_Collected data_
++++

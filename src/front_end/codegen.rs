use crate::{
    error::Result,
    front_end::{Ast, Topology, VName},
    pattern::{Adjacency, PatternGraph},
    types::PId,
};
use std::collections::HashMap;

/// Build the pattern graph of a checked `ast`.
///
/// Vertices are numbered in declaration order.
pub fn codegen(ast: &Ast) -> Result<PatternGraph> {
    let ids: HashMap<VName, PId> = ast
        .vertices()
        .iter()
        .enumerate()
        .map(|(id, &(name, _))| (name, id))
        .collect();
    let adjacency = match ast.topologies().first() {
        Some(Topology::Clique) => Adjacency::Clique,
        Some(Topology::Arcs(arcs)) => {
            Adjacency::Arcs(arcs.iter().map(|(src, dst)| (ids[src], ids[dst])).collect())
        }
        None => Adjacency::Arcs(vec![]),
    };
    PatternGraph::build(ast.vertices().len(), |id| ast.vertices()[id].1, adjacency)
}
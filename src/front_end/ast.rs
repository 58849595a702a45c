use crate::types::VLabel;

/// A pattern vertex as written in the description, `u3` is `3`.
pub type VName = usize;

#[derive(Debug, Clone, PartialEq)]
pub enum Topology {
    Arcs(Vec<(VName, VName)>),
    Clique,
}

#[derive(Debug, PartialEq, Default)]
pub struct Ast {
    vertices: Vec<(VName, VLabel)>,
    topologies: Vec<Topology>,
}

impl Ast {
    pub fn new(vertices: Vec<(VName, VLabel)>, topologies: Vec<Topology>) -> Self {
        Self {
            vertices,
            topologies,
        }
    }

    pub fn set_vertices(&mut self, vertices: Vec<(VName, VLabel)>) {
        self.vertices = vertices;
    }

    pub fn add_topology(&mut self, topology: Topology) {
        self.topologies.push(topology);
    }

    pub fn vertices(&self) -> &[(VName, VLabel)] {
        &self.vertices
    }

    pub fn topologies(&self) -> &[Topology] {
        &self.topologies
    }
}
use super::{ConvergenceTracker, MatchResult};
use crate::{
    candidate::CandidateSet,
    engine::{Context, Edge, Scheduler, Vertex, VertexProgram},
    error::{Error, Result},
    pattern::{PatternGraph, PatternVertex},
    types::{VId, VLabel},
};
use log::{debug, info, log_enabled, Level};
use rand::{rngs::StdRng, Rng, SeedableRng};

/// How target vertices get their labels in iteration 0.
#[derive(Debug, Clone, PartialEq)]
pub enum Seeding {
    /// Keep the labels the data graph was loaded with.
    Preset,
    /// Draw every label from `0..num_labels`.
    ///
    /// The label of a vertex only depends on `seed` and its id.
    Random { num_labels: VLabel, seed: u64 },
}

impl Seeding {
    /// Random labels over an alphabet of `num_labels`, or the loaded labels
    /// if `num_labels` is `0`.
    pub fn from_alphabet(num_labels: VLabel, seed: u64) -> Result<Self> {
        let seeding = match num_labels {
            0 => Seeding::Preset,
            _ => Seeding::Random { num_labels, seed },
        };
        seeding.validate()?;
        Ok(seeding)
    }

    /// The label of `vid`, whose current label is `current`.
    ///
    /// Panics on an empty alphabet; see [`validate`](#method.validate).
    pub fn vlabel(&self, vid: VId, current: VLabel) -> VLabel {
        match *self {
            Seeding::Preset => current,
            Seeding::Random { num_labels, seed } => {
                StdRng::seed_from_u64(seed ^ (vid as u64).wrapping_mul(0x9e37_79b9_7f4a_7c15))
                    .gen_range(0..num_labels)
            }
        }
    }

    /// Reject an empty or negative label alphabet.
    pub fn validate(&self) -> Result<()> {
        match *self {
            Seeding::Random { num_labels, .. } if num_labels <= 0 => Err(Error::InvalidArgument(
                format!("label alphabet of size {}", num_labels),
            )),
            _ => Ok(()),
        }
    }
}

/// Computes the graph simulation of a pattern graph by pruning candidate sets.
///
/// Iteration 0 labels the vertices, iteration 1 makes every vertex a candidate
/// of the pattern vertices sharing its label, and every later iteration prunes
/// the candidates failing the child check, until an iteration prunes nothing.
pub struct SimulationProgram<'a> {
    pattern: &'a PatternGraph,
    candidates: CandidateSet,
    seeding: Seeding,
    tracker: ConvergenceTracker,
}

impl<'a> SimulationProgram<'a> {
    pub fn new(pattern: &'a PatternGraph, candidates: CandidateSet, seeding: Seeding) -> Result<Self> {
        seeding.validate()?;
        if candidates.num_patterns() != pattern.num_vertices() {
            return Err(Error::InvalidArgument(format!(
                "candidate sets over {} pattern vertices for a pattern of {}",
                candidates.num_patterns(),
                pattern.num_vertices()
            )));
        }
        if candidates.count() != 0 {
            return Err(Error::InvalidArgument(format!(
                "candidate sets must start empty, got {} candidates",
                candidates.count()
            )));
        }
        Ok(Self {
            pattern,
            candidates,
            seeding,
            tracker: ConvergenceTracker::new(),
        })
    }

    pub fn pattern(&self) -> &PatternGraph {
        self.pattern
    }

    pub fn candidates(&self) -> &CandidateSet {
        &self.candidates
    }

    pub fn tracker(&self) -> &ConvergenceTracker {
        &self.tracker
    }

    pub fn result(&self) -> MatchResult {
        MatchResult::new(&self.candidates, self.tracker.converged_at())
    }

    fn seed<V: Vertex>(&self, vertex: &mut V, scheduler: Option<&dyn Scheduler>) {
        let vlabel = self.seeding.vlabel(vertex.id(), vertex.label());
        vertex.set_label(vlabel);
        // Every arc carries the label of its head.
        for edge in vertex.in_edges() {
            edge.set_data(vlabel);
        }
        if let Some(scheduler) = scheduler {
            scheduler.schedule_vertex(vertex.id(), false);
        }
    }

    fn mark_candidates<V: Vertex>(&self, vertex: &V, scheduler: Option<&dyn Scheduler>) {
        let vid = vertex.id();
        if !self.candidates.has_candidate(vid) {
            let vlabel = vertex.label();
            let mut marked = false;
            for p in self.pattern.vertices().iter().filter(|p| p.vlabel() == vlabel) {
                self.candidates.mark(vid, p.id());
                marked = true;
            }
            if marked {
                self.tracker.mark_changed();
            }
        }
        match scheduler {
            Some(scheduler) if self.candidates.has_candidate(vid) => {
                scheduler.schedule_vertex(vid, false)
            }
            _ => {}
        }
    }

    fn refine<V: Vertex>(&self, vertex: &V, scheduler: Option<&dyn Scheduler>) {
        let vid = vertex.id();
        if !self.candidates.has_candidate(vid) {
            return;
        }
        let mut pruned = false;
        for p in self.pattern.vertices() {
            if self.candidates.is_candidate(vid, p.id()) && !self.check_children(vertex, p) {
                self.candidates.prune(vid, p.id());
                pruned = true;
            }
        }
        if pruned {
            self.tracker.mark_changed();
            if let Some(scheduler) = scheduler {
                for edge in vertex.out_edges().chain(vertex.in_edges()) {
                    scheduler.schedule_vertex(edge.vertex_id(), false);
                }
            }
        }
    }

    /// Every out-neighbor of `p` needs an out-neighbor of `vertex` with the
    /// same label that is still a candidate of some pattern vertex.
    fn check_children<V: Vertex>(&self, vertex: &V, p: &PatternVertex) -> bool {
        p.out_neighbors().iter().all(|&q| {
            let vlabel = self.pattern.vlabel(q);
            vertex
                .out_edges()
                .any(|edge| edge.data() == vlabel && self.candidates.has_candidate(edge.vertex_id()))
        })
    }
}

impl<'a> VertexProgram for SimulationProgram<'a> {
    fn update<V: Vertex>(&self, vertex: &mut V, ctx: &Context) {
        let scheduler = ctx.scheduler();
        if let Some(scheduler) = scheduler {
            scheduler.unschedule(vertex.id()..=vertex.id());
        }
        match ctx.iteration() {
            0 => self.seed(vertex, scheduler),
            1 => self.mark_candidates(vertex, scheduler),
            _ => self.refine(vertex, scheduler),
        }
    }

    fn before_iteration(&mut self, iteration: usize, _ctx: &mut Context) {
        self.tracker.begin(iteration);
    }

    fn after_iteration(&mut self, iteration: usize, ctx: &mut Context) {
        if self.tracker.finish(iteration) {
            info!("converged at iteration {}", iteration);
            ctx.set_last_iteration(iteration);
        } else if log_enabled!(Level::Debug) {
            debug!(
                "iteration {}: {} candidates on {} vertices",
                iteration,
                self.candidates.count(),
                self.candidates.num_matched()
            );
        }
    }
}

++++

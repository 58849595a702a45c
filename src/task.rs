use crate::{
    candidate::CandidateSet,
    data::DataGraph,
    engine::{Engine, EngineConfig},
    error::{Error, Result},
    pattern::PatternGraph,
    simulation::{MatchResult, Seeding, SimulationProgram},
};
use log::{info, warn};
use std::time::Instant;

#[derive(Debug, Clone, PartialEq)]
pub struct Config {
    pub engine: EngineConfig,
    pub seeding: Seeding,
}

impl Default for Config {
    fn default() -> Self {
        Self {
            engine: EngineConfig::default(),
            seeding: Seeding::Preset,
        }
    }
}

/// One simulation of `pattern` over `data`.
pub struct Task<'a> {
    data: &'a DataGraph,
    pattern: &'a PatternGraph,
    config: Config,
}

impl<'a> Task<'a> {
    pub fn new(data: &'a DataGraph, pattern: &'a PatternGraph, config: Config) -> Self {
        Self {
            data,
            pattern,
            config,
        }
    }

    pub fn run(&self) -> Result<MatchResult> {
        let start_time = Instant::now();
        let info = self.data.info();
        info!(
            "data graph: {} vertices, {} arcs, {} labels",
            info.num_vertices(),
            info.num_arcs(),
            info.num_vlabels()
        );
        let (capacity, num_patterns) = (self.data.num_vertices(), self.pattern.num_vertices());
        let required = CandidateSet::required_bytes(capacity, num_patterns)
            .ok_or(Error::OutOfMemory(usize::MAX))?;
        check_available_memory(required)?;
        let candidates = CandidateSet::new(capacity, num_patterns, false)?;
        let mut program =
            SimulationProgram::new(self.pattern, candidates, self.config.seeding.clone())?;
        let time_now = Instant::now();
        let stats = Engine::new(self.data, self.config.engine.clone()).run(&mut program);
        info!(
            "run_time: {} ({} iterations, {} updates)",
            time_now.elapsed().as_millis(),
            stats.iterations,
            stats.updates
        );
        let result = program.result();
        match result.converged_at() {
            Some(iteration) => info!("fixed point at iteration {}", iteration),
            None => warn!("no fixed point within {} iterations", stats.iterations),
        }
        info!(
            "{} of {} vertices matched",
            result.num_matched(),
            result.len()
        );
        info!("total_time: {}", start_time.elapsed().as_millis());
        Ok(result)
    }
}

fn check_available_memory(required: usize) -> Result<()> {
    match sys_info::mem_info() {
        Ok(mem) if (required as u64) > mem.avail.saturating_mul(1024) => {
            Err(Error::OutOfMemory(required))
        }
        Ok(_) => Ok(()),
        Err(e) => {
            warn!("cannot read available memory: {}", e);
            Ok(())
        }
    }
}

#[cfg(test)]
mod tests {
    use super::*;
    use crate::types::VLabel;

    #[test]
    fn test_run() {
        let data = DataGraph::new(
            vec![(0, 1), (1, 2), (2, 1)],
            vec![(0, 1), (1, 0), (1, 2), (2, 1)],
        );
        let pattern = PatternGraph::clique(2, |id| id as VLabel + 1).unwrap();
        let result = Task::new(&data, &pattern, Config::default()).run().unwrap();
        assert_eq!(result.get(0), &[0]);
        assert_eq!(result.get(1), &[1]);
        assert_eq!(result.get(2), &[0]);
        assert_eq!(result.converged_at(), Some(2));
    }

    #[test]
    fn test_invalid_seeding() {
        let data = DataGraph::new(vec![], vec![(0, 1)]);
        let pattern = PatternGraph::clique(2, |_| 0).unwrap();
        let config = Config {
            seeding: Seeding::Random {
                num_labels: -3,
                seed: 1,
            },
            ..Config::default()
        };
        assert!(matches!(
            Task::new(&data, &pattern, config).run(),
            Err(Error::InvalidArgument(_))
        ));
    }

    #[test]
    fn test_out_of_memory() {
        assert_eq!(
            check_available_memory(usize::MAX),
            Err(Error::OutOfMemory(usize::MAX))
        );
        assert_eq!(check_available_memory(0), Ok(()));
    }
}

++++

_YOUR ASSIGNMENT_
Return, from the data, each line where the string "sets" occurs.

_ANSWER BOX_
/// Computes the graph simulation of a pattern graph by pruning candidate sets.
                "candidate sets over {} pattern vertices for a pattern of {}",
                "candidate sets must start empty, got {} candidates",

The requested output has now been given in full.